If you now check gene.getMIRIAMannotations(), you will see (I cut off a few empty entries):

'is': ('http://identifiers.org/uniprot/Q06321',
  'http://identifiers.org/uniprot/P12345'),
 'isDerivedFrom': (),
 'isDescribedBy': (),
 'isEncodedBy': ('http://identifiers.org/ncbigene/850886',
  'http://identifiers.org/sgd/S000004179'),

So, both of your entries have been added (again: the P12345 entry is just for demonstration, don't use it in your actual model!).

If you do not know the correct database identifier, CBMPy will also help you there, e.g. if you try:

gene.addMIRIAMannotation('is', 'uniprot', 'Q06321')

it will print

"uniprot" is not a valid entity were you looking for one of these:

    UNII
    UniGene
    UniParc
    UniPathway Compound
    UniPathway Reaction
    UniProt Isoform
    UniProt Knowledgebase
    UniSTS
    Unimod
    Unipathway
    Unit Ontology
    Unite
INFO: Invalid entity: "uniprot" MIRIAM entity NOT set

which contains 'UniProt Knowledgebase' which we used above.
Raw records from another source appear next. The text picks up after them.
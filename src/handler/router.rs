//! Request routing dispatch module
//!
//! Entry point for HTTP request processing: resolves `(method, path)` to an
//! [`Endpoint`] and runs it.

use std::net::SocketAddr;
use std::time::Instant;

use hyper::body::Body;
use hyper::header::{HeaderName, REFERER, USER_AGENT};
use hyper::{Method, Request, Response, Version};

use crate::config::AppState;
use crate::error::RouterError;
use crate::handler::{delay, pages};
use crate::http::{self, ResponseBody};
use crate::logger::{self, AccessLogEntry};

/// Request context encapsulating information needed for request processing
///
/// Owns everything it needs so the request (and its body) can be dropped
/// before the handler suspends.
#[derive(Debug, Clone)]
pub struct RequestContext {
    pub method: Method,
    pub path: String,
    pub query: Option<String>,
    pub version: Version,
    pub peer_addr: SocketAddr,
    pub referer: Option<String>,
    pub user_agent: Option<String>,
    pub received_at: Instant,
}

impl RequestContext {
    pub fn from_request<B>(req: &Request<B>, peer_addr: SocketAddr) -> Self {
        let header = |name: HeaderName| {
            req.headers()
                .get(name)
                .and_then(|v| v.to_str().ok())
                .map(ToString::to_string)
        };

        Self {
            method: req.method().clone(),
            path: req.uri().path().to_string(),
            query: req.uri().query().map(ToString::to_string),
            version: req.version(),
            peer_addr,
            referer: header(REFERER),
            user_agent: header(USER_AGENT),
            received_at: Instant::now(),
        }
    }

    pub fn is_head(&self) -> bool {
        self.method == Method::HEAD
    }
}

/// The fixed set of behaviours the server offers
#[derive(Debug, Clone, Copy, PartialEq, Eq)]
pub enum Endpoint {
    Health,
    Slow,
    FixedPayload,
    Index,
    NotFound,
    Unsupported,
}

/// Resolve a request to an endpoint by exact, case-sensitive path match
///
/// `/slow`, `/` and `/index.html` are GET only; HEAD on them is a 404.
pub fn resolve(method: &Method, path: &str) -> Endpoint {
    match (method, path) {
        (&Method::GET | &Method::HEAD, pages::HEALTH_PATH) => Endpoint::Health,
        (&Method::GET, delay::SLOW_PATH) => Endpoint::Slow,
        (&Method::GET | &Method::HEAD, pages::FIXED_PAYLOAD_PATH) => Endpoint::FixedPayload,
        (&Method::GET, "/" | "/index.html") => Endpoint::Index,
        (&Method::GET | &Method::HEAD, _) => Endpoint::NotFound,
        _ => Endpoint::Unsupported,
    }
}

/// Main entry point for HTTP request handling
pub async fn handle_request(
    ctx: RequestContext,
    state: &AppState,
) -> Result<Response<ResponseBody>, RouterError> {
    let response = route_request(&ctx, state).await?;

    if state.config.logging.access_log {
        log_access(&ctx, &response, &state.config.logging.access_log_format);
    }

    Ok(response)
}

async fn route_request(
    ctx: &RequestContext,
    state: &AppState,
) -> Result<Response<ResponseBody>, RouterError> {
    let is_head = ctx.is_head();

    let response = match resolve(&ctx.method, &ctx.path) {
        Endpoint::Health => pages::serve_health(is_head),
        Endpoint::Slow => delay::serve_slow(ctx.query.as_deref(), state.config.delay.max_ms).await?,
        Endpoint::FixedPayload => pages::serve_fixed_payload(is_head),
        Endpoint::Index => pages::serve_index(),
        Endpoint::NotFound => http::build_404_response(is_head),
        Endpoint::Unsupported => {
            logger::log_warning(&format!("Unsupported method: {}", ctx.method));
            http::build_501_response(&ctx.method)
        }
    };

    Ok(response)
}

fn log_access(ctx: &RequestContext, response: &Response<ResponseBody>, format: &str) {
    let mut entry = AccessLogEntry::new(
        ctx.peer_addr.ip().to_string(),
        ctx.method.to_string(),
        ctx.path.clone(),
    );
    entry.query.clone_from(&ctx.query);
    entry.http_version = version_label(ctx.version).to_string();
    entry.status = response.status().as_u16();
    entry.body_bytes = response.body().size_hint().exact().unwrap_or(0);
    entry.referer.clone_from(&ctx.referer);
    entry.user_agent.clone_from(&ctx.user_agent);
    entry.request_time_us =
        u64::try_from(ctx.received_at.elapsed().as_micros()).unwrap_or(u64::MAX);
    logger::log_access(&entry, format);
}

fn version_label(version: Version) -> &'static str {
    match version {
        Version::HTTP_09 => "0.9",
        Version::HTTP_10 => "1.0",
        Version::HTTP_2 => "2",
        Version::HTTP_3 => "3",
        _ => "1.1",
    }
}

#[cfg(test)]
mod tests {
    use super::*;
    use crate::config::Config;
    use http_body_util::BodyExt;
    use hyper::header::{CACHE_CONTROL, CONTENT_LENGTH, CONTENT_TYPE};
    use hyper::StatusCode;
    use std::time::Duration;

    fn test_state() -> AppState {
        let mut cfg = Config::load_with_port(None).unwrap();
        cfg.logging.access_log = false;
        AppState::new(&cfg)
    }

    fn ctx(method: Method, uri: &str) -> RequestContext {
        let req = Request::builder().method(method).uri(uri).body(()).unwrap();
        RequestContext::from_request(&req, "127.0.0.1:40000".parse().unwrap())
    }

    async fn call(state: &AppState, method: Method, uri: &str) -> Response<ResponseBody> {
        handle_request(ctx(method, uri), state).await.unwrap()
    }

    async fn body_of(resp: Response<ResponseBody>) -> Vec<u8> {
        resp.into_body().collect().await.unwrap().to_bytes().to_vec()
    }

    #[test]
    fn test_resolve_table() {
        assert_eq!(resolve(&Method::GET, "/health"), Endpoint::Health);
        assert_eq!(resolve(&Method::HEAD, "/health"), Endpoint::Health);
        assert_eq!(resolve(&Method::GET, "/slow"), Endpoint::Slow);
        assert_eq!(resolve(&Method::HEAD, "/slow"), Endpoint::NotFound);
        assert_eq!(resolve(&Method::GET, "/fixed/1mb.bin"), Endpoint::FixedPayload);
        assert_eq!(resolve(&Method::HEAD, "/fixed/1mb.bin"), Endpoint::FixedPayload);
        assert_eq!(resolve(&Method::GET, "/"), Endpoint::Index);
        assert_eq!(resolve(&Method::GET, "/index.html"), Endpoint::Index);
        assert_eq!(resolve(&Method::HEAD, "/"), Endpoint::NotFound);
        assert_eq!(resolve(&Method::POST, "/health"), Endpoint::Unsupported);
    }

    #[test]
    fn test_resolve_is_exact() {
        assert_eq!(resolve(&Method::GET, "/health/"), Endpoint::NotFound);
        assert_eq!(resolve(&Method::GET, "/Health"), Endpoint::NotFound);
        assert_eq!(resolve(&Method::GET, "/fixed/1MB.bin"), Endpoint::NotFound);
        assert_eq!(resolve(&Method::GET, "/slow/"), Endpoint::NotFound);
    }

    #[tokio::test]
    async fn test_health_get_and_head() {
        let state = test_state();
        let get = call(&state, Method::GET, "/health").await;
        let head = call(&state, Method::HEAD, "/health").await;

        assert_eq!(get.status(), StatusCode::OK);
        assert_eq!(get.headers()[CONTENT_TYPE], "text/plain");
        assert_eq!(get.headers()[CACHE_CONTROL], "no-cache");
        assert_eq!(get.headers()[CONTENT_LENGTH], "2");
        assert_eq!(get.status(), head.status());
        assert_eq!(get.headers(), head.headers());
        assert_eq!(body_of(get).await, b"OK");
        assert!(body_of(head).await.is_empty());
    }

    #[tokio::test]
    async fn test_fixed_payload() {
        let state = test_state();
        let resp = call(&state, Method::GET, "/fixed/1mb.bin").await;
        assert_eq!(resp.status(), StatusCode::OK);
        assert_eq!(resp.headers()[CONTENT_LENGTH], "1048576");
        assert_eq!(resp.headers()[CONTENT_TYPE], "application/octet-stream");
        let body = body_of(resp).await;
        assert_eq!(body.len(), 1_048_576);
        assert!(body.iter().all(|&b| b == 0));

        let head = call(&state, Method::HEAD, "/fixed/1mb.bin").await;
        assert_eq!(head.headers()[CONTENT_LENGTH], "1048576");
        assert!(body_of(head).await.is_empty());
    }

    #[tokio::test]
    async fn test_index_pages() {
        let state = test_state();
        for uri in ["/", "/index.html"] {
            let resp = call(&state, Method::GET, uri).await;
            assert_eq!(resp.status(), StatusCode::OK);
            assert_eq!(resp.headers()[CONTENT_TYPE], "text/html");
            let html = String::from_utf8(body_of(resp).await).unwrap();
            assert!(html.contains(r#"href="/health""#));
            assert!(html.contains(r#"href="/slow?ms=2000""#));
            assert!(html.contains(r#"href="/fixed/1mb.bin""#));
        }

        let head = call(&state, Method::HEAD, "/").await;
        assert_eq!(head.status(), StatusCode::NOT_FOUND);
    }

    #[tokio::test]
    async fn test_not_found() {
        let state = test_state();
        let resp = call(&state, Method::GET, "/does-not-exist").await;
        assert_eq!(resp.status(), StatusCode::NOT_FOUND);
        assert_eq!(resp.headers()[CONTENT_TYPE], "text/plain");
        assert_eq!(body_of(resp).await, b"Not Found");

        let head = call(&state, Method::HEAD, "/does-not-exist").await;
        assert_eq!(head.status(), StatusCode::NOT_FOUND);
        assert!(body_of(head).await.is_empty());
    }

    #[tokio::test]
    async fn test_unsupported_method() {
        let state = test_state();
        let resp = call(&state, Method::POST, "/health").await;
        assert_eq!(resp.status(), StatusCode::NOT_IMPLEMENTED);
    }

    #[tokio::test]
    async fn test_slow_zero_is_prompt() {
        let state = test_state();
        let start = Instant::now();
        let resp = call(&state, Method::GET, "/slow?ms=0").await;
        assert!(start.elapsed() < Duration::from_millis(200));
        assert_eq!(resp.headers()[CACHE_CONTROL], "no-cache");
        assert_eq!(body_of(resp).await, b"Delayed response (0ms)");
    }

    #[tokio::test]
    async fn test_slow_waits() {
        let state = test_state();
        let start = Instant::now();
        let resp = call(&state, Method::GET, "/slow?ms=250").await;
        assert!(start.elapsed() >= Duration::from_millis(250));
        assert_eq!(body_of(resp).await, b"Delayed response (250ms)");
    }

    #[tokio::test]
    async fn test_slow_default_delay() {
        let state = test_state();
        let start = Instant::now();
        let resp = call(&state, Method::GET, "/slow").await;
        assert!(start.elapsed() >= Duration::from_millis(1000));
        assert_eq!(body_of(resp).await, b"Delayed response (1000ms)");
    }

    #[tokio::test]
    async fn test_slow_negative_delay() {
        let state = test_state();
        let resp = call(&state, Method::GET, "/slow?ms=-50").await;
        assert_eq!(resp.status(), StatusCode::OK);
        assert_eq!(body_of(resp).await, b"Delayed response (-50ms)");
    }

    #[tokio::test]
    async fn test_slow_invalid_parameter() {
        let state = test_state();
        match handle_request(ctx(Method::GET, "/slow?ms=abc"), &state).await {
            Err(RouterError::ParameterFormat { name, value, .. }) => {
                assert_eq!(name, "ms");
                assert_eq!(value, "abc");
            }
            Ok(resp) => panic!("Expected ParameterFormat, got status {}", resp.status()),
        }
    }

    #[tokio::test]
    async fn test_slow_respects_cap() {
        let mut cfg = Config::load_with_port(None).unwrap();
        cfg.logging.access_log = false;
        cfg.delay.max_ms = Some(10);
        let state = AppState::new(&cfg);

        let resp = call(&state, Method::GET, "/slow?ms=60000").await;
        assert_eq!(body_of(resp).await, b"Delayed response (10ms)");
    }

    #[tokio::test]
    async fn test_concurrent_slow_requests_overlap() {
        let state = test_state();
        let start = Instant::now();
        let (a, b) = tokio::join!(
            call(&state, Method::GET, "/slow?ms=300"),
            call(&state, Method::GET, "/slow?ms=300"),
        );
        let elapsed = start.elapsed();
        assert!(elapsed >= Duration::from_millis(300));
        assert!(elapsed < Duration::from_millis(550), "requests were serialised: {elapsed:?}");
        assert_eq!(a.status(), StatusCode::OK);
        assert_eq!(b.status(), StatusCode::OK);
    }
}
2. Adding arbitrary key value pairs.

Not everything can be annotated using the MIRIAM annotation scheme but you can easily create your own key-value-pairs. Using your example,

gene.setAnnotation('last_modified_by', 'Vinz')

The keys and values are fully arbitrary,

gene.setAnnotation('arbitrary key', 'arbitrary value')

If you now call

gene.getAnnotations()

you receive

{'arbitrary key': 'arbitrary value', 'last_modified_by': 'Vinz'}

If you want to access a certain key, you can use

gene.getAnnotation('last_modified_by')

which yields

'Vinz'

3. Adding notes

If you want to write actual comments neither of the first two options are appropriate but you can use:

gene.setNotes('This is my favorite gene')

You can access them using

gene.getNotes()

If you now export the model using (make sure to use FBCV2!):

cbm.CBWrite.writeSBML3FBCV2(mod, 'iMM904_edited.xml')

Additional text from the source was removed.